*REQUIRED WORK*.
Extract the lines from the first line of the records below through the line containing "pub fn count_done(status: &[u8])", inclusive, and reproduce them exactly as written.

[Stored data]
%%
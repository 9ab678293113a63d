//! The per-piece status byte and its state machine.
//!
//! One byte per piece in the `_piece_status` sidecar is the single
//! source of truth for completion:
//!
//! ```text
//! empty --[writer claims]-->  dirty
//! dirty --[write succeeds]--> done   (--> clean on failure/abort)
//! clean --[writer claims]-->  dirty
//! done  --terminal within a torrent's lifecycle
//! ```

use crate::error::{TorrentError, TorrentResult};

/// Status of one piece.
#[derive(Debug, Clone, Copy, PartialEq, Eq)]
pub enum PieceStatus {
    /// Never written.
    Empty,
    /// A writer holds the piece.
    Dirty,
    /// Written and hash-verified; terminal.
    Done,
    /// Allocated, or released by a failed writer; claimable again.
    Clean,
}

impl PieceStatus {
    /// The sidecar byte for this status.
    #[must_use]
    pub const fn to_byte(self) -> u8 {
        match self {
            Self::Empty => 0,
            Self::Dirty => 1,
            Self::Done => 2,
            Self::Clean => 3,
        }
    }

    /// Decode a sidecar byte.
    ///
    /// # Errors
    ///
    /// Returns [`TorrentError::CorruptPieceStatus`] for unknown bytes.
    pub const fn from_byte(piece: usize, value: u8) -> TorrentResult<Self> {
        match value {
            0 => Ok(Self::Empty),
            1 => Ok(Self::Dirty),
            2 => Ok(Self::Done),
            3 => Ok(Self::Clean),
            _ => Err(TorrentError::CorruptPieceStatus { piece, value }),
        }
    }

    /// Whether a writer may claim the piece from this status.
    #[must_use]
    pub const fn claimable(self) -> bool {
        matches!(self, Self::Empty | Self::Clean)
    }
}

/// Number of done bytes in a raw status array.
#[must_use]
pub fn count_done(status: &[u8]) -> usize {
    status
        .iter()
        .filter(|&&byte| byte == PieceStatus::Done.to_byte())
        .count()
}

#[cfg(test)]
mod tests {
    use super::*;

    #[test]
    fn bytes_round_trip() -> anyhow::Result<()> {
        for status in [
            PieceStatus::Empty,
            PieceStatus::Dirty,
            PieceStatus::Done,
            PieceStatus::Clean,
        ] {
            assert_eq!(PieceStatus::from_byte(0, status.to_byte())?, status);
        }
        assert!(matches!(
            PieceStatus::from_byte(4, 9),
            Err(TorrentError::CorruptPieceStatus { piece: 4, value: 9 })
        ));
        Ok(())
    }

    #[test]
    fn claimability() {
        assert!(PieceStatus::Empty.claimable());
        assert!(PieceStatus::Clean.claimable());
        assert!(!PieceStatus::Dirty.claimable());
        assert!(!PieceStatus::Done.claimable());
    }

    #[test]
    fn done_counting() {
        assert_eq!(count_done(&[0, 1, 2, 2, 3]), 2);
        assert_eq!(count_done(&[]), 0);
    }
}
%%
*FINISHED EXERCISE*.
repository 9ab678293113a63d
//! The per-piece status byte and its state machine.
//!
//! One byte per piece in the `_piece_status` sidecar is the single
//! source of truth for completion:
//!
//! ```text
//! empty --[writer claims]-->  dirty
//! dirty --[write succeeds]--> done   (--> clean on failure/abort)
//! clean --[writer claims]-->  dirty
//! done  --terminal within a torrent's lifecycle
//! ```

use crate::error::{TorrentError, TorrentResult};

/// Status of one piece.
#[derive(Debug, Clone, Copy, PartialEq, Eq)]
pub enum PieceStatus {
    /// Never written.
    Empty,
    /// A writer holds the piece.
    Dirty,
    /// Written and hash-verified; terminal.
    Done,
    /// Allocated, or released by a failed writer; claimable again.
    Clean,
}

impl PieceStatus {
    /// The sidecar byte for this status.
    #[must_use]
    pub const fn to_byte(self) -> u8 {
        match self {
            Self::Empty => 0,
            Self::Dirty => 1,
            Self::Done => 2,
            Self::Clean => 3,
        }
    }

    /// Decode a sidecar byte.
    ///
    /// # Errors
    ///
    /// Returns [`TorrentError::CorruptPieceStatus`] for unknown bytes.
    pub const fn from_byte(piece: usize, value: u8) -> TorrentResult<Self> {
        match value {
            0 => Ok(Self::Empty),
            1 => Ok(Self::Dirty),
            2 => Ok(Self::Done),
            3 => Ok(Self::Clean),
            _ => Err(TorrentError::CorruptPieceStatus { piece, value }),
        }
    }

    /// Whether a writer may claim the piece from this status.
    #[must_use]
    pub const fn claimable(self) -> bool {
        matches!(self, Self::Empty | Self::Clean)
    }
}

/// Number of done bytes in a raw status array.
#[must_use]
pub fn count_done(status: &[u8]) -> usize {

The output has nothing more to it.